▶ WHAT YOU ARE ASKED TO DO:
Where a line of the data holds the word "characters", copy that line.

▶ RECORDS SUPPLIED:
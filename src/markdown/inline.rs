//! Inline markup scanner
//!
//! A single pass over one line of text. At each position constructs are
//! tried in precedence order: code spans, then `***` before `**` before
//! `*`, strikethrough, images before links (so a link never swallows the
//! `![...]` syntax). Unmatched markers fall through as literal characters.

/// Render the inline constructs of a single line
pub(crate) fn render_inline(text: &str, site_host: Option<&str>) -> String {
    let mut out = String::with_capacity(text.len());
    let mut rest = text;

    while !rest.is_empty() {
        if let Some((html, remaining)) = code_span(rest)
            .or_else(|| emphasis(rest, site_host))
            .or_else(|| strikethrough(rest, site_host))
            .or_else(|| image(rest))
            .or_else(|| link(rest, site_host))
        {
            out.push_str(&html);
            rest = remaining;
        } else {
            let ch = rest.chars().next().expect("rest is non-empty");
            out.push(ch);
            rest = &rest[ch.len_utf8()..];
        }
    }

    out
}

/// `` `code` ``: content passes through verbatim, never reparsed
fn code_span(rest: &str) -> Option<(String, &str)> {
    let after = rest.strip_prefix('`')?;
    let end = after.find('`')?;
    if end == 0 {
        return None;
    }
    Some((format!("<code>{}</code>", &after[..end]), &after[end + 1..]))
}

/// `***bold italic***`, `**bold**`, `*italic*`, longest marker first
fn emphasis<'a>(rest: &'a str, site_host: Option<&str>) -> Option<(String, &'a str)> {
    const MARKERS: [(&str, &str, &str); 3] = [
        ("***", "<strong><em>", "</em></strong>"),
        ("**", "<strong>", "</strong>"),
        ("*", "<em>", "</em>"),
    ];

    for (marker, open, close) in MARKERS {
        if let Some(after) = rest.strip_prefix(marker) {
            // An empty pair is not emphasis; let the markers fall through
            match after.find(marker) {
                Some(end) if end > 0 => {
                    let inner = render_inline(&after[..end], site_host);
                    return Some((
                        format!("{open}{inner}{close}"),
                        &after[end + marker.len()..],
                    ));
                }
                _ => {}
            }
        }
    }
    None
}

/// `~~struck~~`
fn strikethrough<'a>(rest: &'a str, site_host: Option<&str>) -> Option<(String, &'a str)> {
    let after = rest.strip_prefix("~~")?;
    let end = after.find("~~")?;
    if end == 0 {
        return None;
    }
    let inner = render_inline(&after[..end], site_host);
    Some((format!("<del>{inner}</del>"), &after[end + 2..]))
}

/// `![alt](url)`, emitted with lazy-loading semantics
fn image(rest: &str) -> Option<(String, &str)> {
    let after = rest.strip_prefix("![")?;
    let alt_end = after.find(']')?;
    let alt = &after[..alt_end];
    let after_alt = after[alt_end + 1..].strip_prefix('(')?;
    let url_end = after_alt.find(')')?;
    if url_end == 0 {
        return None;
    }
    let url = &after_alt[..url_end];

    Some((
        format!(r#"<img src="{url}" alt="{alt}" loading="lazy">"#),
        &after_alt[url_end + 1..],
    ))
}

/// `[text](url)`. External links open in a new tab without leaking a
/// referrer or opener handle
fn link<'a>(rest: &'a str, site_host: Option<&str>) -> Option<(String, &'a str)> {
    let after = rest.strip_prefix('[')?;
    let text_end = after.find(']')?;
    if text_end == 0 {
        return None;
    }
    let text = &after[..text_end];
    let after_text = after[text_end + 1..].strip_prefix('(')?;
    let url_end = after_text.find(')')?;
    if url_end == 0 {
        return None;
    }
    let url = &after_text[..url_end];

    let attrs = if is_external(url, site_host) {
        r#" target="_blank" rel="noopener noreferrer""#
    } else {
        ""
    };
    let text = render_inline(text, site_host);

    Some((
        format!(r#"<a href="{url}"{attrs}>{text}</a>"#),
        &after_text[url_end + 1..],
    ))
}

/// An external link is an absolute URL whose host differs from the site
/// host. Relative links are always internal; with no site host configured
/// every absolute link counts as external.
pub(crate) fn is_external(url: &str, site_host: Option<&str>) -> bool {
    let Some(host) = host_of(url) else {
        return false;
    };
    match site_host {
        Some(site) => !host.eq_ignore_ascii_case(site),
        None => true,
    }
}

/// Extract the host portion of an absolute http(s) URL
pub(crate) fn host_of(url: &str) -> Option<&str> {
    let rest = url
        .strip_prefix("https://")
        .or_else(|| url.strip_prefix("http://"))?;
    let host = rest.split(['/', '?', '#']).next().unwrap_or("");
    (!host.is_empty()).then_some(host)
}
use tracing_subscriber::{fmt, prelude::*, EnvFilter};

/// Initialize structured logging for a host application or test harness
///
/// The engine itself only emits `tracing` events; installing a subscriber
/// is the caller's choice. Level resolution order: explicit `log_level`
/// argument, then the `RUST_LOG`/`PENMARK_LOG` environment variables, then
/// `penmark=debug` (verbose) or `penmark=warn`.
pub fn init_tracing(
    verbose: bool,
    log_level: Option<&str>,
    log_json: bool,
) -> Result<(), Box<dyn std::error::Error>> {
    let level = match (verbose, log_level) {
        (true, None) => "penmark=debug",
        (false, None) => "penmark=warn",
        (_, Some(level)) => return init_with_level(level, log_json),
    };

    init_with_level(level, log_json)
}

fn init_with_level(level: &str, log_json: bool) -> Result<(), Box<dyn std::error::Error>> {
    // Support PENMARK_LOG environment variable override
    let filter = EnvFilter::try_from_default_env()
        .or_else(|_| EnvFilter::try_from_env("PENMARK_LOG"))
        .unwrap_or_else(|_| {
            EnvFilter::new(if level.contains('=') {
                level.to_string()
            } else {
                format!("penmark={}", level)
            })
        });

    let registry = tracing_subscriber::registry().with(filter);

    if log_json {
        registry
            .with(
                fmt::layer()
                    .json()
                    .with_writer(std::io::stderr)
                    .with_ansi(false)
                    .with_span_events(
                        tracing_subscriber::fmt::format::FmtSpan::NEW
                            | tracing_subscriber::fmt::format::FmtSpan::CLOSE,
                    ),
            )
            .try_init()?;
    } else {
        registry
            .with(
                fmt::layer()
                    .compact()
                    .with_target(false)
                    .with_writer(std::io::stderr)
                    .with_ansi(false),
            )
            .try_init()?;
    }

    Ok(())
}
//! Post filtering
//!
//! All criteria are conjunctive: a post matches the filter only when it
//! matches every populated criterion. Matching is case-insensitive;
//! category is an exact slug match, tag and author are substring matches,
//! the date range is inclusive on both ends.

use chrono::{DateTime, Utc};

use crate::post::Post;

/// Filter criteria for listing queries
#[derive(Debug, Clone, Default)]
pub struct PostFilter {
    /// Filter by category slug (exact)
    pub category: Option<String>,
    /// Filter by tag (substring against each tag)
    pub tag: Option<String>,
    /// Filter by author name substring
    pub author: Option<String>,
    /// Filter by the featured flag
    pub featured: Option<bool>,
    /// Inclusive lower publish-date bound
    pub date_from: Option<DateTime<Utc>>,
    /// Inclusive upper publish-date bound
    pub date_to: Option<DateTime<Utc>>,
    /// Free-text term matched against title, excerpt, content, and tags
    pub search_term: Option<String>,
}

impl PostFilter {
    /// Create an empty filter (matches everything)
    pub fn new() -> Self {
        Self::default()
    }

    /// Set the category filter
    pub fn with_category(mut self, category: impl Into<String>) -> Self {
        self.category = Some(category.into());
        self
    }

    /// Set the tag filter
    pub fn with_tag(mut self, tag: impl Into<String>) -> Self {
        self.tag = Some(tag.into());
        self
    }

    /// Set the author substring filter
    pub fn with_author(mut self, author: impl Into<String>) -> Self {
        self.author = Some(author.into());
        self
    }

    /// Set the featured filter
    pub fn with_featured(mut self, featured: bool) -> Self {
        self.featured = Some(featured);
        self
    }

    /// Set the inclusive publish-date range; either bound may be open
    pub fn with_date_range(
        mut self,
        from: Option<DateTime<Utc>>,
        to: Option<DateTime<Utc>>,
    ) -> Self {
        self.date_from = from;
        self.date_to = to;
        self
    }

    /// Set the free-text search term
    pub fn with_search_term(mut self, term: impl Into<String>) -> Self {
        self.search_term = Some(term.into());
        self
    }

    /// Check whether a post matches all populated criteria
    pub fn matches(&self, post: &Post) -> bool {
        self.matches_category(post)
            && self.matches_tag(post)
            && self.matches_author(post)
            && self.matches_featured(post)
            && self.matches_date_range(post)
            && self.matches_search_term(post)
    }

    fn matches_category(&self, post: &Post) -> bool {
        match &self.category {
            Some(slug) => post.category.slug.eq_ignore_ascii_case(slug),
            None => true,
        }
    }

    fn matches_tag(&self, post: &Post) -> bool {
        match &self.tag {
            Some(tag) => {
                let needle = tag.to_lowercase();
                post.tags.iter().any(|t| t.to_lowercase().contains(&needle))
            }
            None => true,
        }
    }

    fn matches_author(&self, post: &Post) -> bool {
        match &self.author {
            Some(author) => post
                .author
                .name
                .to_lowercase()
                .contains(&author.to_lowercase()),
            None => true,
        }
    }

    fn matches_featured(&self, post: &Post) -> bool {
        match self.featured {
            Some(featured) => post.featured == featured,
            None => true,
        }
    }

    fn matches_date_range(&self, post: &Post) -> bool {
        let after_start = self.date_from.is_none_or(|from| post.publish_date >= from);
        let before_end = self.date_to.is_none_or(|to| post.publish_date <= to);
        after_start && before_end
    }

    fn matches_search_term(&self, post: &Post) -> bool {
        let Some(term) = &self.search_term else {
            return true;
        };
        let term = term.trim().to_lowercase();
        if term.is_empty() {
            return true;
        }

        post.title.to_lowercase().contains(&term)
            || post.excerpt.to_lowercase().contains(&term)
            || post.content.to_lowercase().contains(&term)
            || post.tags.iter().any(|t| t.to_lowercase().contains(&term))
    }
}

#[cfg(test)]
mod tests {
    use super::*;
    use crate::config::BlogConfig;
    use crate::post::parse_post;

    fn sample() -> Post {
        let raw = "---\n\
                   title: Testing Signals\n\
                   date: 2024-03-05\n\
                   category: angular\n\
                   tags: [Signals, RxJS]\n\
                   author: Jane Doe\n\
                   featured: true\n\
                   ---\n\
                   A body about reactive state.\n";
        parse_post(raw, &BlogConfig::default())
    }

    fn date(s: &str) -> DateTime<Utc> {
        format!("{}T00:00:00Z", s).parse().unwrap()
    }

    #[test]
    fn test_empty_filter_matches() {
        assert!(PostFilter::new().matches(&sample()));
    }

    #[test]
    fn test_category_exact_case_insensitive() {
        assert!(PostFilter::new().with_category("Angular").matches(&sample()));
        assert!(!PostFilter::new().with_category("angul").matches(&sample()));
        assert!(!PostFilter::new().with_category("leadership").matches(&sample()));
    }

    #[test]
    fn test_tag_substring() {
        assert!(PostFilter::new().with_tag("signal").matches(&sample()));
        assert!(PostFilter::new().with_tag("RXJS").matches(&sample()));
        assert!(!PostFilter::new().with_tag("ngrx").matches(&sample()));
    }

    #[test]
    fn test_author_substring() {
        assert!(PostFilter::new().with_author("jane").matches(&sample()));
        assert!(!PostFilter::new().with_author("john").matches(&sample()));
    }

    #[test]
    fn test_featured() {
        assert!(PostFilter::new().with_featured(true).matches(&sample()));
        assert!(!PostFilter::new().with_featured(false).matches(&sample()));
    }

    #[test]
    fn test_date_range_inclusive() {
        let post = sample();
        let filter = PostFilter::new()
            .with_date_range(Some(date("2024-03-05")), Some(date("2024-03-05")));
        assert!(filter.matches(&post));

        let filter = PostFilter::new().with_date_range(Some(date("2024-03-06")), None);
        assert!(!filter.matches(&post));

        let filter = PostFilter::new().with_date_range(None, Some(date("2024-03-04")));
        assert!(!filter.matches(&post));
    }

    #[test]
    fn test_search_term_fields() {
        assert!(PostFilter::new().with_search_term("reactive").matches(&sample()));
        assert!(PostFilter::new().with_search_term("TESTING").matches(&sample()));
        assert!(PostFilter::new().with_search_term("rxjs").matches(&sample()));
        assert!(!PostFilter::new().with_search_term("kubernetes").matches(&sample()));
    }

    #[test]
    fn test_blank_search_term_is_a_noop() {
        assert!(PostFilter::new().with_search_term("   ").matches(&sample()));
    }

    #[test]
    fn test_criteria_are_conjunctive() {
        let filter = PostFilter::new().with_category("angular").with_tag("ngrx");
        assert!(!filter.matches(&sample()));
    }
}
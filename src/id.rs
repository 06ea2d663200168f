//! Post identifiers and slugs
//!
//! IDs take the form `pm-<hex>` where the hex digits are the leading bytes
//! of a SHA-256 hash of the post slug. Deriving the id from the slug keeps
//! it stable across re-ingestion of the same document, which the engine
//! relies on for counter mutations addressed by id.

use serde::{Deserialize, Serialize};
use sha2::{Digest, Sha256};

/// Post ID with the `pm-` prefix
#[derive(Debug, Clone, PartialEq, Eq, Hash, Serialize, Deserialize)]
pub struct PostId(String);

impl PostId {
    /// The standard ID prefix
    pub const PREFIX: &'static str = "pm-";

    /// Hash length in hex characters
    pub const HASH_LEN: usize = 12;

    /// Derive the stable id for a slug
    pub fn from_slug(slug: &str) -> Self {
        let mut hasher = Sha256::new();
        hasher.update(slug.as_bytes());
        let hash = hasher.finalize();
        let full_hex = hex::encode(hash);

        PostId(format!("{}{}", Self::PREFIX, &full_hex[..Self::HASH_LEN]))
    }

    /// Get the ID string
    pub fn as_str(&self) -> &str {
        &self.0
    }

    /// Get the suffix (part after `pm-`)
    pub fn suffix(&self) -> &str {
        &self.0[Self::PREFIX.len()..]
    }
}

impl std::fmt::Display for PostId {
    fn fmt(&self, f: &mut std::fmt::Formatter<'_>) -> std::fmt::Result {
        write!(f, "{}", self.0)
    }
}

impl AsRef<str> for PostId {
    fn as_ref(&self) -> &str {
        &self.0
    }
}

/// Generate a URL-safe slug from a title
///
/// Lowercases, replaces non-alphanumeric runs with hyphens, and trims
/// leading/trailing hyphens.
pub fn slugify(title: &str) -> String {
    slug::slugify(title)
}

#[cfg(test)]
mod tests {
    use super::*;

    #[test]
    fn test_from_slug_is_deterministic() {
        let a = PostId::from_slug("angular-signals-deep-dive");
        let b = PostId::from_slug("angular-signals-deep-dive");
        assert_eq!(a, b);
    }

    #[test]
    fn test_from_slug_shape() {
        let id = PostId::from_slug("hello-world");
        assert!(id.as_str().starts_with("pm-"));
        assert_eq!(id.suffix().len(), PostId::HASH_LEN);
        assert!(id.suffix().chars().all(|c| c.is_ascii_hexdigit()));
    }

    #[test]
    fn test_distinct_slugs_distinct_ids() {
        assert_ne!(PostId::from_slug("one"), PostId::from_slug("two"));
    }

    #[test]
    fn test_slugify() {
        assert_eq!(slugify("Hello World"), "hello-world");
        assert_eq!(slugify("Angular Signals: A Deep Dive"), "angular-signals-a-deep-dive");
        assert_eq!(slugify("Test!@#$%"), "test");
    }
}
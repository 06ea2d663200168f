//! In-memory content store
//!
//! The store owns the authoritative post collection. Queries read a
//! snapshot under the shared lock and return clones, so a caller can never
//! mutate store state through a result. Counter mutations take the
//! exclusive lock; concurrent readers observe either the pre- or
//! post-mutation value, never a torn record.

mod query;

use parking_lot::RwLock;

use crate::config::BlogConfig;
use crate::post::{parse_post, Post};

/// The engine's post collection plus its read-only configuration
#[derive(Debug)]
pub struct ContentStore {
    config: BlogConfig,
    posts: RwLock<Vec<Post>>,
}

impl ContentStore {
    /// Create an empty store
    pub fn new(config: BlogConfig) -> Self {
        ContentStore {
            config,
            posts: RwLock::new(Vec::new()),
        }
    }

    /// Create a store pre-populated with already-parsed posts
    pub fn with_posts(config: BlogConfig, posts: Vec<Post>) -> Self {
        let store = ContentStore::new(config);
        for post in posts {
            store.insert(post);
        }
        store
    }

    /// Get the configuration this store was built with
    pub fn config(&self) -> &BlogConfig {
        &self.config
    }

    /// Total number of records, drafts included
    pub fn len(&self) -> usize {
        self.posts.read().len()
    }

    pub fn is_empty(&self) -> bool {
        self.posts.read().is_empty()
    }

    /// Parse a raw document and insert the result
    ///
    /// Returns the record as stored, so on a re-ingest the carried-over
    /// engagement counters are visible to the caller.
    #[tracing::instrument(skip(self, raw))]
    pub fn ingest(&self, raw: &str) -> Post {
        let post = parse_post(raw, &self.config);
        let slug = post.slug.clone();
        self.insert(post);
        self.get_by_slug(&slug)
            .expect("post was just inserted under this slug")
    }

    /// Ingest a batch of raw documents; returns the number inserted
    ///
    /// Parsing is a pure per-document function, so callers with large
    /// batches may parse in parallel themselves and call `insert`; this
    /// convenience stays sequential.
    pub fn ingest_all<'a>(&self, documents: impl IntoIterator<Item = &'a str>) -> usize {
        documents.into_iter().map(|raw| self.ingest(raw)).count()
    }

    /// Insert a post, upserting by slug
    ///
    /// Replacing an existing slug keeps its engagement counters: an edit
    /// must not reset views or likes, which are monotonic.
    pub fn insert(&self, mut post: Post) {
        let mut posts = self.posts.write();
        match posts.iter_mut().find(|p| p.slug == post.slug) {
            Some(existing) => {
                post.views = existing.views;
                post.likes = existing.likes;
                tracing::debug!(slug = %post.slug, "replacing existing document");
                *existing = post;
            }
            None => posts.push(post),
        }
    }

    /// Look up a post by its exact slug
    ///
    /// Drafts are reachable here (authoring preview); absence is an empty
    /// result, not an error.
    pub fn get_by_slug(&self, slug: &str) -> Option<Post> {
        self.posts.read().iter().find(|p| p.slug == slug).cloned()
    }

    /// Record one view on the post with the given id
    ///
    /// Returns false (and does nothing) when the id is unknown.
    pub fn record_view(&self, id: &str) -> bool {
        self.mutate(id, |post| post.views += 1)
    }

    /// Record one like on the post with the given id
    ///
    /// Returns false (and does nothing) when the id is unknown.
    pub fn toggle_like(&self, id: &str) -> bool {
        self.mutate(id, |post| post.likes += 1)
    }

    /// Clear the draft flag on the post with the given id
    ///
    /// Publishing is idempotent; an unknown id is a no-op returning false.
    pub fn publish(&self, id: &str) -> bool {
        let published = self.mutate(id, |post| post.draft = false);
        if published {
            tracing::info!(id = %id, "document published");
        }
        published
    }

    fn mutate(&self, id: &str, apply: impl FnOnce(&mut Post)) -> bool {
        let mut posts = self.posts.write();
        match posts.iter_mut().find(|p| p.id.as_str() == id) {
            Some(post) => {
                apply(post);
                true
            }
            None => {
                tracing::debug!(id = %id, "mutation for unknown id ignored");
                false
            }
        }
    }

    /// Clone the full collection for a query
    pub(crate) fn snapshot(&self) -> Vec<Post> {
        self.posts.read().clone()
    }
}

▶ TASK SOLUTION:
//! `![...]` syntax). Unmatched markers fall through as literal characters.
    /// Hash length in hex characters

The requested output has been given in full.